Hackers Deploy Devious Minesweeper Malware to Target Financial Firms

A sophisticated hacking group is exploiting an unlikely vector to compromise financial institutions across Europe and the United States – the classic Microsoft game Minesweeper.

According to advisories from Ukraine's computer emergency response teams, CERT-UA and CSIRT-NBU, the threat actor tracked as UAC-0188 has been utilizing code from a Python clone of the iconic game to conceal malicious scripts in recent cyberattacks.

The deceptive campaign begins with emails impersonating a medical center, prompting recipients to download a seemingly innocuous 33MB screensaver file from Dropbox. However, this file contains far more than nostalgic gameplay.

Buried within the screensaver is a 28MB base64-encoded string that hides Python scripts designed to download and install the legitimate remote management tool SuperOps RMM on compromised systems. By abusing this software, the hackers gain direct access to infected computers.

"Including Minesweeper code serves as a cover for the malicious payload, attempting to make it appear benign," CERT-UA explained. "Additionally, legitimate software functions are repurposed to decode and execute the hidden code."
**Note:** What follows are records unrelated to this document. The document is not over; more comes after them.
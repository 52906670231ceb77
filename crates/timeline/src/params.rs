//! Data-driven loop parameters.
//!
//! Every tunable of the time-projection loop lives in [`LoopParams`] so a
//! level can ship its own JSON overrides without recompilation. Durations are
//! in seconds of simulation time, distances in world units.

use bevy::prelude::*;
use serde::{Deserialize, Serialize};

use crate::error::TimelineError;

/// Tunables for recording, playback, debts and the paradox check.
#[derive(Resource, Debug, Clone, PartialEq, Serialize, Deserialize)]
#[serde(default)]
pub struct LoopParams {
    /// Length of Act1, Act2 and Act3.
    pub projection_time: f32,
    /// Delay between the end of Act2 and the forced repayment.
    pub debt_time: f32,
    /// How far the repaying ghost may end from its recorded endpoint.
    pub paradox_threshold: f32,
    /// Remaining due-time below which the nearest debt raises a warning.
    pub debt_warning_threshold: f32,
    /// Fixed simulation step.
    pub fixed_dt: f32,
    /// Distance behind a reference pose used for teleport spawns.
    pub spawn_offset: f32,
    /// Clearance kept from a wall found behind the reference pose.
    pub spawn_wall_margin: f32,
    /// Length of the ghost's forward obstruction probe.
    pub ghost_probe_distance: f32,
    /// Steps shorter than this skip the obstruction probe.
    pub ghost_step_epsilon: f32,
    /// Slerp rate toward the sample orientation (per second).
    pub ghost_turn_rate: f32,
    /// Slerp rate toward the look-ahead orientation (per second).
    pub ghost_look_ahead_rate: f32,
    /// Per-recording sample cap.
    pub max_samples: usize,
}

impl Default for LoopParams {
    fn default() -> Self {
        Self {
            projection_time: 15.0,
            debt_time: 30.0,
            paradox_threshold: 2.0,
            debt_warning_threshold: 5.0,
            fixed_dt: 0.02,
            spawn_offset: 2.0,
            spawn_wall_margin: 0.5,
            ghost_probe_distance: 0.5,
            ghost_step_epsilon: 0.001,
            ghost_turn_rate: 10.0,
            ghost_look_ahead_rate: 20.0,
            max_samples: 30_000,
        }
    }
}

impl LoopParams {
    /// Parse overrides from JSON. Missing fields keep their defaults.
    pub fn from_json(json: &str) -> Result<Self, TimelineError> {
        let params: LoopParams = serde_json::from_str(json)?;
        params.validate()?;
        Ok(params)
    }

    /// Serialize to pretty JSON (used to dump the effective config).
    pub fn to_json(&self) -> String {
        serde_json::to_string_pretty(self).unwrap_or_else(|e| format!("{{\"error\": \"{e}\"}}"))
    }

    pub fn validate(&self) -> Result<(), TimelineError> {
        let positive = [
            ("projection_time", self.projection_time),
            ("debt_time", self.debt_time),
            ("fixed_dt", self.fixed_dt),
            ("ghost_probe_distance", self.ghost_probe_distance),
        ];
        for (name, value) in positive {
            if !(value.is_finite() && value > 0.0) {
                return Err(TimelineError::InvalidParams(format!(
                    "{name} must be positive, got {value}"
                )));
            }
        }
        let non_negative = [
            ("paradox_threshold", self.paradox_threshold),
            ("debt_warning_threshold", self.debt_warning_threshold),
            ("spawn_offset", self.spawn_offset),
            ("spawn_wall_margin", self.spawn_wall_margin),
            ("ghost_step_epsilon", self.ghost_step_epsilon),
            ("ghost_turn_rate", self.ghost_turn_rate),
            ("ghost_look_ahead_rate", self.ghost_look_ahead_rate),
        ];
        for (name, value) in non_negative {
            if !(value.is_finite() && value >= 0.0) {
                return Err(TimelineError::InvalidParams(format!(
                    "{name} must be non-negative, got {value}"
                )));
            }
        }
        if self.max_samples == 0 {
            return Err(TimelineError::InvalidParams(
                "max_samples must be at least 1".to_string(),
            ));
        }
        Ok(())
    }
}

#[cfg(test)]
mod tests {
    use super::*;

    #[test]
    fn test_defaults_are_valid() {
        assert!(LoopParams::default().validate().is_ok());
    }

    #[test]
    fn test_partial_json_keeps_defaults() {
        let params = LoopParams::from_json(r#"{ "projection_time": 4.0 }"#).unwrap();
        assert_eq!(params.projection_time, 4.0);
        assert_eq!(params.debt_time, LoopParams::default().debt_time);
    }

    #[test]
    fn test_rejects_non_positive_step() {
        let err = LoopParams::from_json(r#"{ "fixed_dt": 0.0 }"#).unwrap_err();
        assert!(matches!(err, TimelineError::InvalidParams(_)));
    }

    #[test]
    fn test_rejects_malformed_json() {
        let err = LoopParams::from_json("{ projection_time: ").unwrap_err();
        assert!(matches!(err, TimelineError::Config(_)));
    }

    #[test]
    fn test_json_roundtrip() {
        let params = LoopParams {
            paradox_threshold: 0.75,
            ..Default::default()
        };
        let back = LoopParams::from_json(&params.to_json()).unwrap();
        assert_eq!(back, params);
    }
}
The malware's use of the classic game as a decoy is an insidious twist. Minesweeper dates back to the earliest Windows versions and is universally recognized, lending credibility to conceal the attack.

So far, CERT-UA has identified at least five successful breaches by these malicious Minesweeper files targeting financial services and insurance companies in Europe and the US. The agency warns that any organization running SuperOps RMM should closely monitor for compromise if not legitimately using the software.

"This is a devious campaign that preys on familiarity and nostalgia," said cybersecurity analyst Olivia Wilkinson. "By hiding their malware alongside something as innocuous as Minesweeper, the attackers are betting on human nature to override cybersecurity caution."

As criminals get increasingly sophisticated, experts warn that unconventional malware deployment methods like this could become more common as attackers look for innovative ways to bypass security controls.

"We have to stay one step ahead," said Wilkinson. "If hackers are hiding behind something as classic as Minesweeper, we need to question our assumptions about what is safe at a fundamental level."